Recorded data
....

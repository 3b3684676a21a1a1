use dioxus::prelude::*;

#[derive(PartialEq)]
struct Project {
    title: &'static str,
    category: &'static str,
    description: &'static str,
    tech: &'static [&'static str],
    featured: bool,
}

const PROJECTS: &[Project] = &[
    Project {
        title: "AI-Powered Dashboard",
        category: "Dashboard",
        description: "Modern analytics dashboard with AI-driven insights and real-time data visualization.",
        tech: &["React", "TypeScript", "Chart.js", "AI API"],
        featured: true,
    },
    Project {
        title: "3D Portfolio Website",
        category: "Portfolio",
        description: "Interactive 3D portfolio showcasing creative projects with immersive user experience.",
        tech: &["Three.js", "React", "Framer Motion", "GSAP"],
        featured: true,
    },
    Project {
        title: "E-commerce Platform",
        category: "E-commerce",
        description: "Full-featured online store with advanced filtering, cart management, and payment integration.",
        tech: &["Next.js", "Stripe", "PostgreSQL", "Tailwind"],
        featured: false,
    },
    Project {
        title: "Real-time Chat App",
        category: "Social",
        description: "Modern messaging application with real-time communication and file sharing capabilities.",
        tech: &["React", "Socket.io", "Node.js", "MongoDB"],
        featured: false,
    },
    Project {
        title: "Productivity Tool",
        category: "Productivity",
        description: "Task management application with AI-powered suggestions and team collaboration features.",
        tech: &["Vue.js", "Express", "Redis", "AI API"],
        featured: false,
    },
    Project {
        title: "Learning Management System",
        category: "Education",
        description: "Interactive learning platform with video streaming, quizzes, and progress tracking.",
        tech: &["React", "Firebase", "Video.js", "Material-UI"],
        featured: true,
    },
];

const CATEGORIES: &[&str] = &[
    "All",
    "Dashboard",
    "Portfolio",
    "E-commerce",
    "Social",
    "Productivity",
    "Education",
];

fn filtered_projects(filter: &str) -> Vec<&'static Project> {
    PROJECTS
        .iter()
        .filter(|project| filter == "All" || project.category == filter)
        .collect()
}

#[component]
pub fn Projects() -> Element {
    let mut filter = use_signal(|| "All");
    let visible = filtered_projects(filter());

    rsx! {
        section { id: "projects", class: "section",
            div { class: "section-heading",
                h2 { class: "section-title neon-text", "Featured Projects" }
                p { class: "section-subtitle",
                    "Showcasing my best work in web development and AI integration"
                }
            }

            div { class: "filter-row",
                for category in CATEGORIES.iter().copied() {
                    button {
                        class: if filter() == category { "btn btn-primary neon-glow" } else { "btn btn-outline glass" },
                        r#type: "button",
                        onclick: move |_| filter.set(category),
                        "{category}"
                    }
                }
            }

            div { class: "projects-grid",
                for project in visible {
                    div {
                        class: if project.featured { "card glass project-card featured" } else { "card glass project-card" },
                        div { class: "project-card-header",
                            h3 { "{project.title}" }
                            span { class: "badge badge-secondary", "{project.category}" }
                            if project.featured {
                                span { class: "badge badge-primary", "Featured" }
                            }
                        }
                        p { class: "text-muted", "{project.description}" }
                        div { class: "badge-row",
                            for tech in project.tech.iter().copied() {
                                span { class: "badge badge-outline", "{tech}" }
                            }
                        }
                        div { class: "project-actions",
                            a { class: "btn btn-outline", href: "#", "Live Demo" }
                            a { class: "btn btn-ghost", href: "#", "Code" }
                        }
                    }
                }
            }

            div { class: "card glass cta-card",
                h3 { "Want to see more?" }
                p { class: "text-muted",
                    "Check out my GitHub for more projects and open source contributions."
                }
                a {
                    class: "btn btn-primary neon-glow",
                    href: "https://github.com",
                    target: "_blank",
                    "View All Projects"
                }
            }
        }
    }
}

#[cfg(test)]
mod tests {
    use super::*;

    #[test]
    fn all_filter_keeps_everything() {
        assert_eq!(filtered_projects("All").len(), PROJECTS.len());
    }

    #[test]
    fn category_filter_narrows() {
        let dashboards = filtered_projects("Dashboard");
        assert_eq!(dashboards.len(), 1);
        assert_eq!(dashboards[0].title, "AI-Powered Dashboard");
    }

    #[test]
    fn every_category_button_has_projects_or_is_all() {
        for category in CATEGORIES.iter().skip(1) {
            assert!(
                !filtered_projects(category).is_empty(),
                "empty category: {category}"
            );
        }
    }
}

....

## [Your assignment]
With nothing left out, transcribe the records above exactly.

## [Exercise result]
repository 3b3684676a21a1a1
use dioxus::prelude::*;

#[derive(PartialEq)]
struct Project {
    title: &'static str,
    category: &'static str,
    description: &'static str,
    tech: &'static [&'static str],
    featured: bool,
}

const PROJECTS: &[Project] = &[
    Project {
        title: "AI-Powered Dashboard",
        category: "Dashboard",
        description: "Modern analytics dashboard with AI-driven insights and real-time data visualization.",
        tech: &["React", "TypeScript", "Chart.js", "AI API"],
        featured: true,
    },
    Project {
        title: "3D Portfolio Website",
        category: "Portfolio",
        description: "Interactive 3D portfolio showcasing creative projects with immersive user experience.",
        tech: &["Three.js", "React", "Framer Motion", "GSAP"],
        featured: true,
    },
    Project {
        title: "E-commerce Platform",
        category: "E-commerce",
        description: "Full-featured online store with advanced filtering, cart management, and payment integration.",
        tech: &["Next.js", "Stripe", "PostgreSQL", "Tailwind"],
        featured: false,
    },
    Project {
        title: "Real-time Chat App",
        category: "Social",
        description: "Modern messaging application with real-time communication and file sharing capabilities.",
        tech: &["React", "Socket.io", "Node.js", "MongoDB"],
        featured: false,
    },
    Project {
        title: "Productivity Tool",
        category: "Productivity",
        description: "Task management application with AI-powered suggestions and team collaboration features.",
        tech: &["Vue.js", "Express", "Redis", "AI API"],
        featured: false,
    },
    Project {
        title: "Learning Management System",
        category: "Education",
        description: "Interactive learning platform with video streaming, quizzes, and progress tracking.",
        tech: &["React", "Firebase", "Video.js", "Material-UI"],
        featured: true,
    },
];

const CATEGORIES: &[&str] = &[
    "All",
    "Dashboard",
    "Portfolio",
    "E-commerce",
    "Social",
    "Productivity",
    "Education",
];

fn filtered_projects(filter: &str) -> Vec<&'static Project> {
    PROJECTS
        .iter()
        .filter(|project| filter == "All" || project.category == filter)
        .collect()
}

#[component]
pub fn Projects() -> Element {
    let mut filter = use_signal(|| "All");
    let visible = filtered_projects(filter());

    rsx! {
        section { id: "projects", class: "section",
            div { class: "section-heading",
                h2 { class: "section-title neon-text", "Featured Projects" }
                p { class: "section-subtitle",
                    "Showcasing my best work in web development and AI integration"
                }
            }

            div { class: "filter-row",
                for category in CATEGORIES.iter().copied() {
                    button {
                        class: if filter() == category { "btn btn-primary neon-glow" } else { "btn btn-outline glass" },
                        r#type: "button",
                        onclick: move |_| filter.set(category),
                        "{category}"
                    }
                }
            }

            div { class: "projects-grid",
                for project in visible {
                    div {
                        class: if project.featured { "card glass project-card featured" } else { "card glass project-card" },
                        div { class: "project-card-header",
                            h3 { "{project.title}" }
                            span { class: "badge badge-secondary", "{project.category}" }
                            if project.featured {
                                span { class: "badge badge-primary", "Featured" }
                            }
                        }
                        p { class: "text-muted", "{project.description}" }
                        div { class: "badge-row",
                            for tech in project.tech.iter().copied() {
                                span { class: "badge badge-outline", "{tech}" }
                            }
                        }
                        div { class: "project-actions",
                            a { class: "btn btn-outline", href: "#", "Live Demo" }
                            a { class: "btn btn-ghost", href: "#", "Code" }
                        }
                    }
                }
            }

            div { class: "card glass cta-card",
                h3 { "Want to see more?" }
                p { class: "text-muted",
                    "Check out my GitHub for more projects and open source contributions."
                }
                a {
                    class: "btn btn-primary neon-glow",
                    href: "https://github.com",
                    target: "_blank",
                    "View All Projects"
                }
            }
        }
    }
}

#[cfg(test)]
mod tests {
    use super::*;

    #[test]
    fn all_filter_keeps_everything() {
        assert_eq!(filtered_projects("All").len(), PROJECTS.len());
    }

    #[test]
    fn category_filter_narrows() {
        let dashboards = filtered_projects("Dashboard");
        assert_eq!(dashboards.len(), 1);
        assert_eq!(dashboards[0].title, "AI-Powered Dashboard");
    }

    #[test]
    fn every_category_button_has_projects_or_is_all() {
        for category in CATEGORIES.iter().skip(1) {
            assert!(
                !filtered_projects(category).is_empty(),
                "empty category: {category}"
            );
        }
    }
}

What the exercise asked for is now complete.